Manufacturers will be able enable UEFI Secure Boot without giving you a manual kill switch, as they have to do with Windows 8 systems. If that happens, you'll only be able to boot Microsoft-approved operating systems on these locked-down PCs. Microsoft is turning the Secure Boot screws tighter, and Linux users are right to be concerned — but the issue is more complicated (and probably less disastrous) than it seems at first blush.
Secure Boot 101
First, let's back up a little bit and look at Secure Boot and how it functioned in Windows 8.
When you boot a new Windows 8 PC, the Secure Boot feature in the UEFI firmware checks the operating system loader and its drivers to ensure they're signed by an approved digital signature. On Windows PCs, the UEFI Secure Boot feature generally checks to see if the low level software is signed by Microsoft or the computer's manufacturer. This prevents low-level malware like rootkits from interfering with the boot process.

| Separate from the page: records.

//! Top-level service facade
//!
//! `Pilot` wires the GitHub source, the variable engine, and the deploy
//! driver together. Parsing is synchronous request/response; deployments are
//! accepted first and then report exclusively through the event channel.

use crate::config::PilotConfig;
use crate::deploy::{
    render_backend, render_tfvars, DeployAction, DeploymentRecord, DeploymentStore,
    TerraformRunner,
};
use crate::errors::PilotError;
use crate::events::DeployEvent;
use crate::github::{fetch_repo_contents, GithubClient, RepoLocator, RepoSource};
use crate::variables::{
    merge_variables, readme, terraform, tfvars, MergeOptions, ReadmeRecord, TfvarsRecord,
    VariableRecord,
};
use serde::Serialize;
use serde_json::Value;
use std::collections::{BTreeMap, BTreeSet, HashMap};
use std::path::Path;
use std::sync::Arc;
use tokio::sync::mpsc;

const README_EXCERPT_LIMIT: usize = 2000;
const TFVARS_ARTIFACT: &str = "tfpilot.auto.tfvars";
const BACKEND_ARTIFACT: &str = "backend.tf.json";
const ENV_VAR_PREFIX: &str = "TF_VAR_";

/// Result of one parse operation.
#[derive(Debug, Clone, Serialize)]
#[serde(rename_all = "camelCase")]
pub struct ParseOutcome {
    pub repo: String,
    /// The merged, canonical variable model.
    pub variables: BTreeMap<String, VariableRecord>,
    /// Raw per-extractor maps, for transparency.
    pub terraform: BTreeMap<String, VariableRecord>,
    pub tfvars: BTreeMap<String, TfvarsRecord>,
    pub readme: BTreeMap<String, ReadmeRecord>,
    /// Leading excerpt of the documentation file.
    pub readme_excerpt: String,
}

/// One accepted deployment request.
#[derive(Debug, Clone)]
pub struct DeploymentRequest {
    pub repo: String,
    pub variables: BTreeMap<String, Value>,
    pub deployment_id: String,
    pub action: DeployAction,
}

pub struct Pilot {
    config: PilotConfig,
    source: Arc<dyn RepoSource>,
    store: DeploymentStore,
    /// Credential environment captured once at construction.
    credentials: HashMap<String, String>,
}

impl Pilot {
    pub fn from_config(config: PilotConfig) -> Result<Self, PilotError> {
        let source = Arc::new(GithubClient::new(&config.github)?);
        Self::with_source(config, source)
    }

    /// Construct with a custom repository source (tests, mirrors).
    pub fn with_source(
        config: PilotConfig,
        source: Arc<dyn RepoSource>,
    ) -> Result<Self, PilotError> {
        let root = match &config.workspace_dir {
            Some(dir) => dir.clone(),
            None => DeploymentStore::default_root()?,
        };
        let store = DeploymentStore::new(root)?;
        let credentials = config.environment.capture();
        log::debug!(
            "Captured {} credential variable(s) for child processes",
            credentials.len()
        );
        Ok(Self {
            config,
            source,
            store,
            credentials,
        })
    }

    /// Fetch a repository directory and build the merged variable model.
    pub async fn parse_repository(&self, locator_str: &str) -> Result<ParseOutcome, PilotError> {
        let locator = RepoLocator::parse(locator_str)?;
        log::info!("Parsing {}", locator.slug());

        let contents = fetch_repo_contents(self.source.as_ref(), &locator).await?;

        let declared = terraform::extract_from_files(
            contents
                .terraform_files
                .iter()
                .map(|(name, text)| (name.as_str(), text.as_str())),
        );
        let defaults = contents
            .tfvars_file
            .as_ref()
            .map(|(_, text)| tfvars::extract(text))
            .unwrap_or_default();
        let documented = contents
            .readme_file
            .as_ref()
            .map(|(_, text)| readme::extract(text))
            .unwrap_or_default();
        let readme_excerpt = contents
            .readme_file
            .as_ref()
            .map(|(_, text)| text.chars().take(README_EXCERPT_LIMIT).collect())
            .unwrap_or_default();

        let variables = merge_variables(
            declared.clone(),
            &documented,
            &defaults,
            MergeOptions { apply_tfvars: true },
        );
        log::info!(
            "Parsed {}: {} variable(s) from {} file(s)",
            locator.slug(),
            variables.len(),
            contents.terraform_files.len()
        );

        Ok(ParseOutcome {
            repo: locator.slug(),
            variables,
            terraform: declared,
            tfvars: defaults,
            readme: documented,
            readme_excerpt,
        })
    }

    /// Run an accepted deployment to completion.
    ///
    /// Never returns an error: everything past acceptance is reported on the
    /// event channel, ending in exactly one terminal event.
    pub async fn execute_deployment(
        &self,
        request: DeploymentRequest,
        events: mpsc::Sender<DeployEvent>,
    ) {
        let id = request.deployment_id.clone();
        match self.prepare_and_run(&request, &events).await {
            Ok(success) => {
                let outcome = if success { "succeeded" } else { "failed" };
                if let Err(e) = self.store.finish(&id, success, outcome) {
                    log::warn!("[{}] could not update history record: {}", id, e);
                }
            }
            Err(e) => {
                log::error!("[{}] deployment aborted: {}", id, e);
                if let Err(record_err) = self.store.finish(&id, false, &e.to_string()) {
                    log::warn!("[{}] could not update history record: {}", id, record_err);
                }
                let _ = events
                    .send(DeployEvent::complete(&id, false, e.to_string()))
                    .await;
            }
        }
    }

    /// Everything that can fail before the provisioning executable starts.
    /// Once the runner takes over it emits the terminal event itself.
    async fn prepare_and_run(
        &self,
        request: &DeploymentRequest,
        events: &mpsc::Sender<DeployEvent>,
    ) -> Result<bool, PilotError> {
        let locator = RepoLocator::parse(&request.repo)?;
        let id = &request.deployment_id;

        let dir = self
            .store
            .create(id, &locator.slug(), request.action.as_str())?;

        let _ = events
            .send(DeployEvent::log(
                id,
                format!("Fetching {}", locator.slug()),
            ))
            .await;
        let count = self.source.download_directory(&locator, &dir).await?;
        let _ = events
            .send(DeployEvent::log(id, format!("Downloaded {} file(s)", count)))
            .await;

        let sensitive = sensitive_names(&dir)?;
        let artifact = render_tfvars(&request.variables, &sensitive);
        std::fs::write(dir.join(TFVARS_ARTIFACT), artifact)?;

        if let Some(backend) = &self.config.backend {
            std::fs::write(dir.join(BACKEND_ARTIFACT), render_backend(backend))?;
            let _ = events
                .send(DeployEvent::log(
                    id,
                    format!("Configured {} backend", backend.backend_type),
                ))
                .await;
        }

        let mut env = self.credentials.clone();
        for (name, value) in &request.variables {
            if sensitive.contains(name) {
                env.insert(
                    format!("{}{}", ENV_VAR_PREFIX, name),
                    env_value(value),
                );
            }
        }

        let runner = TerraformRunner::locate(&self.config.terraform_bin)?;
        Ok(runner
            .execute(&dir, request.action, &env, id, events)
            .await)
    }

    /// Deployment history, newest first.
    pub fn history(&self) -> Result<Vec<DeploymentRecord>, PilotError> {
        self.store.list()
    }
}

/// Names declared sensitive by the downloaded configuration.
///
/// The merged parse model is not persisted across the parse/deploy boundary;
/// sensitivity is re-derived from the declaration files on disk.
fn sensitive_names(dir: &Path) -> Result<BTreeSet<String>, PilotError> {
    let mut names = BTreeSet::new();
    for entry in std::fs::read_dir(dir)? {
        let path = entry?.path();
        if path.extension().and_then(|e| e.to_str()) != Some("tf") {
            continue;
        }
        let file_name = path
            .file_name()
            .and_then(|n| n.to_str())
            .unwrap_or_default()
            .to_string();
        let content = std::fs::read_to_string(&path)?;
        for (name, record) in terraform::extract_from_file(&content, &file_name) {
            if record.sensitive {
                names.insert(name);
            }
        }
    }
    Ok(names)
}

/// Environment representation of a variable value.
fn env_value(value: &Value) -> String {
    match value {
        Value::String(s) => s.clone(),
        other => crate::deploy::artifact::render_value(other),
    }
}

But the same feature that blocks rootkits will also block other software, like Linux boot loaders. And, in fact, on Windows RT devices like the original Surface and Surface 2, Secure Boot was locked down tight to only allow Windows RT to boot.

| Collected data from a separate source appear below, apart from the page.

//! Core library for the tfpilot deployment service.
//!
//! tfpilot points at a directory of Terraform configuration inside a GitHub
//! repository, discovers its input variables, and drives the `terraform`
//! binary to apply them. This crate holds everything below the HTTP surface:
//!
//! - **Variable engine**: declaration-block, defaults-file and documentation
//!   extractors plus the reconciliation merge with provenance tracking
//! - **Repository access**: locator parsing, GitHub listing and download
//! - **Deploy driver**: artifact rendering, the child-process runner, and
//!   on-disk deployment history
//! - **Configuration**: YAML-loadable service settings with an explicit
//!   credential-forwarding allowlist

pub mod config;
pub mod deploy;
pub mod errors;
pub mod events;
pub mod github;
pub mod pilot;
pub mod variables;

pub use config::PilotConfig;
pub use errors::PilotError;
pub use events::DeployEvent;
pub use github::{GithubClient, RepoLocator, RepoSource};
pub use pilot::{DeploymentRequest, ParseOutcome, Pilot};
pub use variables::{VariableRecord, VariableSource};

The Linux community was understandably up in arms about this, and Microsoft tossed it a bone. As part of the certification process that allowed manufacturers to pre-install Windows and put little Windows logos on new PCs, Microsoft forced hardware makers to give users a way to disable Secure Boot and add their own signing keys on Windows 8 PCs. So you could always disable Secure Boot and still install any Linux distribution you liked. Or you could tweak Secure Boot and only allow operating systems signed with your own personal signing key to boot.
Windows 10 gives manufacturers an option
Windows 10 makes the user-configuration toggle optional. On a PC, Microsoft allows manufacturers to choose whether or not a user can disable Secure Boot. That's the information that Ars Technica noticed in a slide presented at Microsoft's WinHEC conference.
In other words, it's up to every manufacturer to include the toggle or not. Theoretically, this provides some choice — you can choose to buy a computer without a toggle in the UEFI firmware, locking it to only boot Windows and other approved OSes. If someone gets their hands on your PC, they can't boot into UEFI and disable or try to install their key. And, if you want the ability to disable Secure Boot and install whatever operating system you want, you can just buy a PC with such a toggle.